Iran: Back to Pope Benedict, Prime Minister Netanyahu called on the Pope to condemn Iranian threats to destroy his country. The Pope’s response pleased the prime minister. “He said that he condemns all instances of anti-Semitism and hate against the state of Israel – against humanity as a whole, but in this case against Israel.” 

Meanwhile, CIA chief Leon Pannetta met with Israeli leaders two weeks ago to discuss the Iranian nuclear program, we’ve just learned. Israeli leaders reportedly told Panetta that “Israel does not intend to surprise the U.S. on Iran,” according to Agence France-Presse. 

The Obama administration intends to wait until October before announcing any major changes in its Iran policy in order to see how Iran’s June elections shape out. The timing is also designed to coincide with the annual session of the U.N. General Assembly. [But it’s not inconceivable, Iran could test a device by then.] 

As for the June 12 presidential vote, Supreme Leader Ayatollah Ali Khamenei strongly hinted he was supporting Mahmoud Ahmadinejad, though he said he would not give his opinion on individuals. “Try and choose the most competent candidate,” said Khamenei. “We need to elect officials who are a man of the people, who have a modest life,” he added, which is an endorsement of Ahmadinejad any way you slice it. 

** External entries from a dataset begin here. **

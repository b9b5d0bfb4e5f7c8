//! Core domain types for tabby records.

use indexmap::IndexMap;
use serde::ser::{Serialize, SerializeMap, Serializer};
use serde_json::Value;

/// Key under which a record carries its JSON-LD context.
pub const CONTEXT_KEY: &str = "@context";

/// A merged JSON-LD context (term → definition).
pub type ContextMap = serde_json::Map<String, Value>;

// ---------------------------------------------------------------------------
// SheetMode
// ---------------------------------------------------------------------------

/// How a sheet's rows map onto records.
#[derive(Debug, Clone, Copy, PartialEq, Eq)]
pub enum SheetMode {
    /// Every row is `key \t values...`; the sheet is one record.
    Single,
    /// First row is a header; every further row is one record.
    Many,
}

// ---------------------------------------------------------------------------
// AssembledObject
// ---------------------------------------------------------------------------

/// A record under construction.
///
/// Every field is an ordered list of values until finalization. Keys keep
/// their insertion order and appear at most once. The `@context` is held
/// apart from the fields so it never takes part in aggregation or
/// compaction.
#[derive(Debug, Clone, Default, PartialEq)]
pub struct AssembledObject {
    fields: IndexMap<String, Vec<Value>>,
    context: Option<ContextMap>,
}

impl AssembledObject {
    pub fn new() -> Self {
        Self::default()
    }

    /// Append one value to `key`, creating the field if needed.
    pub fn push(&mut self, key: impl Into<String>, value: Value) {
        self.fields.entry(key.into()).or_default().push(value);
    }

    /// Append several values to `key` in order.
    pub fn extend<I>(&mut self, key: impl Into<String>, values: I)
    where
        I: IntoIterator<Item = Value>,
    {
        self.fields.entry(key.into()).or_default().extend(values);
    }

    /// Replace the values of `key` wholesale, keeping its position if present.
    pub fn set(&mut self, key: impl Into<String>, values: Vec<Value>) {
        self.fields.insert(key.into(), values);
    }

    pub fn get(&self, key: &str) -> Option<&[Value]> {
        self.fields.get(key).map(Vec::as_slice)
    }

    pub fn contains_key(&self, key: &str) -> bool {
        self.fields.contains_key(key)
    }

    pub fn len(&self) -> usize {
        self.fields.len()
    }

    pub fn is_empty(&self) -> bool {
        self.fields.is_empty()
    }

    pub fn iter(&self) -> impl Iterator<Item = (&String, &Vec<Value>)> {
        self.fields.iter()
    }

    pub fn iter_mut(&mut self) -> impl Iterator<Item = (&String, &mut Vec<Value>)> {
        self.fields.iter_mut()
    }

    pub fn context(&self) -> Option<&ContextMap> {
        self.context.as_ref()
    }

    pub fn context_mut(&mut self) -> &mut Option<ContextMap> {
        &mut self.context
    }

    /// Split into fields and context.
    pub fn into_parts(self) -> (IndexMap<String, Vec<Value>>, Option<ContextMap>) {
        (self.fields, self.context)
    }
}

impl<K: Into<String>> FromIterator<(K, Vec<Value>)> for AssembledObject {
    fn from_iter<T: IntoIterator<Item = (K, Vec<Value>)>>(iter: T) -> Self {
        let mut obj = Self::new();
        for (key, values) in iter {
            obj.extend(key, values);
        }
        obj
    }
}

// ---------------------------------------------------------------------------
// FieldValue / Record
// ---------------------------------------------------------------------------

/// A finalized field: a lone value or a list of two or more.
#[derive(Debug, Clone, PartialEq, serde::Serialize)]
#[serde(untagged)]
pub enum FieldValue {
    Scalar(Value),
    List(Vec<Value>),
}

impl FieldValue {
    pub fn into_json(self) -> Value {
        match self {
            Self::Scalar(v) => v,
            Self::List(vs) => Value::Array(vs),
        }
    }
}

/// A finalized, immutable tabby record.
#[derive(Debug, Clone, Default, PartialEq)]
pub struct Record {
    fields: IndexMap<String, FieldValue>,
    context: Option<ContextMap>,
}

impl Record {
    pub fn new(fields: IndexMap<String, FieldValue>, context: Option<ContextMap>) -> Self {
        Self { fields, context }
    }

    pub fn get(&self, key: &str) -> Option<&FieldValue> {
        self.fields.get(key)
    }

    pub fn fields(&self) -> &IndexMap<String, FieldValue> {
        &self.fields
    }

    pub fn context(&self) -> Option<&ContextMap> {
        self.context.as_ref()
    }

    /// Render as a JSON object, `@context` last.
    pub fn into_json(self) -> Value {
        let mut map = serde_json::Map::with_capacity(self.fields.len() + 1);
        for (key, value) in self.fields {
            map.insert(key, value.into_json());
        }
        if let Some(ctx) = self.context {
            map.insert(CONTEXT_KEY.to_string(), Value::Object(ctx));
        }
        Value::Object(map)
    }
}

impl Serialize for Record {
    fn serialize<S: Serializer>(&self, serializer: S) -> Result<S::Ok, S::Error> {
        let len = self.fields.len() + usize::from(self.context.is_some());
        let mut map = serializer.serialize_map(Some(len))?;
        for (key, value) in &self.fields {
            map.serialize_entry(key, value)?;
        }
        if let Some(ctx) = &self.context {
            map.serialize_entry(CONTEXT_KEY, ctx)?;
        }
        map.end()
    }
}
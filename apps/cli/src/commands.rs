//! CLI command definitions, routing, and tracing setup.

use std::path::{Path, PathBuf};

use clap::{Parser, Subcommand};
use color_eyre::eyre::{Result, WrapErr};
use tabby_core::TabbyLoader;
use tabby_shared::{LoadConfig, SheetMode, init_config, load_config, render_config};
use tracing::info;

// ---------------------------------------------------------------------------
// CLI structure
// ---------------------------------------------------------------------------

/// tabby: assemble records from tabby sheet directories.
#[derive(Parser)]
#[command(
    name = "tabby",
    version,
    about = "Assemble JSON(-LD) records from tabby TSV sheets and their companion files.",
    long_about = None,
)]
pub(crate) struct Cli {
    /// Log format: text (default) or json.
    #[arg(long, default_value = "text", global = true)]
    pub log_format: LogFormat,

    /// Verbosity level (-v, -vv).
    #[arg(short, long, action = clap::ArgAction::Count, global = true)]
    pub verbose: u8,

    #[command(subcommand)]
    pub command: Command,
}

/// Log output format.
#[derive(Clone, Debug, clap::ValueEnum)]
pub(crate) enum LogFormat {
    Text,
    Json,
}

/// Top-level CLI subcommands.
#[derive(Subcommand)]
pub(crate) enum Command {
    /// Load a sheet and print the assembled record.
    Load {
        /// Path to the primary TSV sheet.
        src: PathBuf,

        /// Treat the sheet as one record per row.
        #[arg(long)]
        many: bool,

        /// Class root to search for `<name>@<class>` files (repeatable,
        /// searched before configured class paths).
        #[arg(long = "class-path", env = "TABBY_CLASS_PATH", value_delimiter = ',')]
        class_paths: Vec<PathBuf>,

        /// Do not attach JSON-LD contexts.
        #[arg(long)]
        no_jsonld: bool,

        /// Do not follow sheet imports.
        #[arg(long)]
        no_recursive: bool,

        /// Print single-line JSON.
        #[arg(long)]
        compact: bool,
    },

    /// Configuration management.
    Config {
        /// Config subcommand.
        #[command(subcommand)]
        action: ConfigAction,
    },
}

/// Config subcommands.
#[derive(Subcommand)]
pub(crate) enum ConfigAction {
    /// Write a default config file to `~/.tabby/tabby.toml`.
    Init,
    /// Print the effective configuration.
    Show,
}

// ---------------------------------------------------------------------------
// Tracing setup
// ---------------------------------------------------------------------------

/// Initialize tracing based on CLI flags. Logs go to stderr.
pub(crate) fn init_tracing(cli: &Cli) {
    use tracing_subscriber::{EnvFilter, fmt};

    let filter = match cli.verbose {
        0 => "tabby=info",
        1 => "tabby=debug",
        _ => "tabby=trace",
    };

    let env_filter = EnvFilter::try_from_default_env().unwrap_or_else(|_| EnvFilter::new(filter));

    match cli.log_format {
        LogFormat::Text => {
            fmt()
                .with_env_filter(env_filter)
                .with_target(false)
                .with_writer(std::io::stderr)
                .init();
        }
        LogFormat::Json => {
            fmt()
                .json()
                .with_env_filter(env_filter)
                .with_writer(std::io::stderr)
                .init();
        }
    }
}

// ---------------------------------------------------------------------------
// Command dispatch
// ---------------------------------------------------------------------------

/// Run the CLI command.
pub(crate) fn run(cli: Cli) -> Result<()> {
    match cli.command {
        Command::Load {
            src,
            many,
            class_paths,
            no_jsonld,
            no_recursive,
            compact,
        } => {
            let mut config = LoadConfig::from(&load_config()?).with_leading_class_paths(class_paths);
            config.jsonld &= !no_jsonld;
            config.recursive &= !no_recursive;
            let mode = if many { SheetMode::Many } else { SheetMode::Single };
            cmd_load(&src, mode, &config, compact)
        }
        Command::Config { action } => match action {
            ConfigAction::Init => cmd_config_init(),
            ConfigAction::Show => cmd_config_show(),
        },
    }
}

fn cmd_load(src: &Path, mode: SheetMode, config: &LoadConfig, compact: bool) -> Result<()> {
    info!(
        src = %src.display(),
        ?mode,
        class_paths = config.class_paths.len(),
        "loading tabby record"
    );

    let value = TabbyLoader::new(config)
        .load(src, mode)
        .wrap_err_with(|| format!("failed to load {}", src.display()))?;

    let out = if compact {
        serde_json::to_string(&value)?
    } else {
        serde_json::to_string_pretty(&value)?
    };
    println!("{out}");
    Ok(())
}

fn cmd_config_init() -> Result<()> {
    let path = init_config()?;
    println!("Config initialized at: {}", path.display());
    Ok(())
}

fn cmd_config_show() -> Result<()> {
    let config = load_config()?;
    println!("{}", render_config(&config)?);
    Ok(())
}
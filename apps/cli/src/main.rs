//! tabby CLI: assemble structured records from tabby sheet directories.
//!
//! Loads a TSV sheet together with its context, override, sidecar, and
//! imported sibling sheets, and prints the assembled record as JSON.

mod commands;

use clap::Parser;
use color_eyre::eyre::Result;

use commands::Cli;

fn main() -> Result<()> {
    color_eyre::install()?;
    let cli = Cli::parse();
    commands::init_tracing(&cli);
    commands::run(cli)
}
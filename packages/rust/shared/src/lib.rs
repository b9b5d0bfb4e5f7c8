//! Shared types, error model, and configuration for tabby.
//!
//! This crate is the foundation depended on by all other tabby crates.
//! It provides:
//! - [`TabbyError`], the unified error type
//! - Record types ([`AssembledObject`], [`Record`], [`FieldValue`], [`ContextMap`])
//! - Configuration ([`TabbyConfig`], [`LoadConfig`], config loading)

pub mod config;
pub mod error;
pub mod types;

// Re-export public API at crate root for ergonomic imports.
pub use config::{
    LoadConfig, LoadSection, TabbyConfig, config_dir, config_file_path, init_config, load_config,
    load_config_from, render_config,
};
pub use error::{Result, TabbyError};
pub use types::{AssembledObject, CONTEXT_KEY, ContextMap, FieldValue, Record, SheetMode};
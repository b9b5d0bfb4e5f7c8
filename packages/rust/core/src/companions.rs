//! Companion file locator.
//!
//! Derives the conventional paths of a sheet's context, override, JSON
//! sidecar, and sibling sheet files:
//!
//! | Artifact        | no prefix              | prefix `P`             |
//! |-----------------|------------------------|------------------------|
//! | sheet           | `<name>.tsv`           | `P_<name>.tsv`         |
//! | record context  | `ctx.jsonld`           | `P.ctx.jsonld`         |
//! | sheet context   | `<stem>.ctx.jsonld`    | `<stem>.ctx.jsonld`    |
//! | override        | `<stem>.override.json` | `<stem>.override.json` |
//! | JSON sidecar    | `<stem>.json`          | `<stem>.json`          |

use std::path::{Path, PathBuf};

use serde_json::Value;
use tracing::debug;

use tabby_shared::{ContextMap, Result, TabbyError};

use crate::resolver::{resolve_existing, tabby_prefix};

fn sibling(sheet: &Path, file_name: String) -> PathBuf {
    sheet
        .parent()
        .map(|dir| dir.join(&file_name))
        .unwrap_or_else(|| PathBuf::from(file_name))
}

fn stem(sheet: &Path) -> String {
    sheet
        .file_stem()
        .map(|s| s.to_string_lossy().into_owned())
        .unwrap_or_default()
}

/// Sibling sheet `name` of the record that `sheet` belongs to.
pub fn sheet_candidate(sheet: &Path, name: &str) -> PathBuf {
    let prefix = tabby_prefix(sheet);
    if prefix.is_empty() {
        sibling(sheet, format!("{name}.tsv"))
    } else {
        sibling(sheet, format!("{prefix}_{name}.tsv"))
    }
}

/// Record-level context shared by all sheets with the same prefix.
pub fn record_context_candidate(sheet: &Path) -> PathBuf {
    let prefix = tabby_prefix(sheet);
    if prefix.is_empty() {
        sibling(sheet, "ctx.jsonld".to_string())
    } else {
        sibling(sheet, format!("{prefix}.ctx.jsonld"))
    }
}

pub fn sheet_context_candidate(sheet: &Path) -> PathBuf {
    sibling(sheet, format!("{}.ctx.jsonld", stem(sheet)))
}

pub fn override_candidate(sheet: &Path) -> PathBuf {
    sibling(sheet, format!("{}.override.json", stem(sheet)))
}

pub fn jsondata_candidate(sheet: &Path) -> PathBuf {
    sibling(sheet, format!("{}.json", stem(sheet)))
}

/// Read and parse a JSON file. Parse failures are fatal.
pub fn read_json(path: &Path) -> Result<Value> {
    let content = std::fs::read_to_string(path).map_err(|e| TabbyError::io(path, e))?;
    serde_json::from_str(&content).map_err(|e| TabbyError::json(path, e))
}

/// Read a JSON file whose top level must be an object.
pub fn read_json_object(path: &Path) -> Result<serde_json::Map<String, Value>> {
    match read_json(path)? {
        Value::Object(map) => Ok(map),
        other => Err(TabbyError::validation(format!(
            "{} must contain a JSON object, found {}",
            path.display(),
            json_kind(&other)
        ))),
    }
}

pub(crate) fn json_kind(value: &Value) -> &'static str {
    match value {
        Value::Null => "null",
        Value::Bool(_) => "a boolean",
        Value::Number(_) => "a number",
        Value::String(_) => "a string",
        Value::Array(_) => "an array",
        Value::Object(_) => "an object",
    }
}

/// Load and merge the record-level and sheet-level contexts of `sheet`.
///
/// Sheet-level terms overwrite record-level ones silently. Missing files
/// contribute nothing.
pub fn locate_context(sheet: &Path, class_paths: &[PathBuf]) -> Result<ContextMap> {
    let mut ctx = ContextMap::new();
    for candidate in [record_context_candidate(sheet), sheet_context_candidate(sheet)] {
        match resolve_existing(&candidate, class_paths) {
            Some(path) => {
                debug!(path = %path.display(), "loading context");
                // TODO report terms redefined by the sheet-level context
                ctx.extend(read_json_object(&path)?);
            }
            None => debug!(candidate = %candidate.display(), "no context file"),
        }
    }
    Ok(ctx)
}
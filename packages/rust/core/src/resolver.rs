//! Path resolution with class-directory fallback.
//!
//! A file named `<name>@<class>.<ext>` (optionally carrying a tabby prefix,
//! `<prefix>_<name>@<class>.<ext>`) that does not exist next to its sheet is
//! looked up as `<root>/<class>/<prefix>_<name>.<ext>` in each class root, in
//! order. All filesystem existence probes of the loader happen here.

use std::path::{Path, PathBuf};

use tracing::debug;

/// The multi-sheet namespace of a file: its stem up to, not including, the last `_`.
///
/// Returns an empty string when the stem has no underscore.
pub fn tabby_prefix(path: &Path) -> String {
    let stem = path
        .file_stem()
        .map(|s| s.to_string_lossy())
        .unwrap_or_default();
    match stem.rfind('_') {
        Some(idx) => stem[..idx].to_string(),
        None => String::new(),
    }
}

/// A class declaration parsed out of a file name.
#[derive(Debug, Clone, PartialEq, Eq)]
pub struct ClassDeclaration {
    /// Tabby prefix of the file (may be empty).
    pub prefix: String,
    /// Name without prefix, class, or extensions.
    pub name: String,
    /// Declared class; names the subdirectory of a class root.
    pub class: String,
    /// Everything after the name-and-class part, e.g. `.ctx.jsonld`.
    pub suffix: String,
}

impl ClassDeclaration {
    /// Parse `[<prefix>_]<name>@<class><suffix>` from the file name of `path`.
    ///
    /// The suffix starts at the first `.` after the prefix. Returns `None`
    /// when no class (or an empty class) is declared.
    pub fn parse(path: &Path) -> Option<Self> {
        let file_name = path.file_name()?.to_str()?;
        let prefix = tabby_prefix(path);
        let rest = if prefix.is_empty() {
            file_name
        } else {
            file_name.strip_prefix(prefix.as_str())?.strip_prefix('_')?
        };
        let sheet_len = rest.find('.').unwrap_or(rest.len());
        let (sheet, suffix) = rest.split_at(sheet_len);
        let (name, class) = sheet.split_once('@')?;
        if class.is_empty() {
            return None;
        }
        Some(Self {
            prefix,
            name: name.to_string(),
            class: class.to_string(),
            suffix: suffix.to_string(),
        })
    }

    /// File name with the class declaration removed.
    pub fn file_name(&self) -> String {
        if self.prefix.is_empty() {
            format!("{}{}", self.name, self.suffix)
        } else {
            format!("{}_{}{}", self.prefix, self.name, self.suffix)
        }
    }

    /// The candidate location of this file under one class root.
    pub fn candidate_in(&self, class_root: &Path) -> PathBuf {
        class_root.join(&self.class).join(self.file_name())
    }
}

/// Find the file on disk that answers for `candidate`.
///
/// Returns `candidate` itself if it exists, otherwise the first existing
/// class-root alternative, otherwise `None`.
pub fn resolve_existing(candidate: &Path, class_paths: &[PathBuf]) -> Option<PathBuf> {
    if candidate.exists() {
        return Some(candidate.to_path_buf());
    }

    let decl = ClassDeclaration::parse(candidate)?;
    let found = class_paths
        .iter()
        .map(|root| decl.candidate_in(root))
        .find(|alt| alt.exists());

    match &found {
        Some(alt) => debug!(
            candidate = %candidate.display(),
            resolved = %alt.display(),
            class = %decl.class,
            "resolved via class fallback"
        ),
        None => debug!(
            candidate = %candidate.display(),
            class = %decl.class,
            "no class fallback found"
        ),
    }
    found
}

/// Like [`resolve_existing`], but defaults to the unresolved `candidate`.
///
/// The returned path may not exist; callers treat that as "file absent".
pub fn resolve(candidate: &Path, class_paths: &[PathBuf]) -> PathBuf {
    resolve_existing(candidate, class_paths).unwrap_or_else(|| candidate.to_path_buf())
}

And in a mildly positive development, U.S.-born journalist Roxana Saberi was released from prison following an appeal of her eight-year jail sentence for spying, as it was reduced to a suspended two-year term. 

Lebanon: The election here is June 7 and Hizbullah could still emerge the winner. This week it admitted it was also giving “every type of support” to Palestinians in Gaza, a first-time admission, as it was also just last month that Egypt arrested what it said was a Hizbullah cell of 49 men suspected of planning attacks on Egyptian institutions and Israeli tourists. For his part, Lebanese President Michel Sleiman says the election will be extremely close, while other leaders in Lebanon are protesting that Syrian intelligence is interfering in the vote (as should be expected). 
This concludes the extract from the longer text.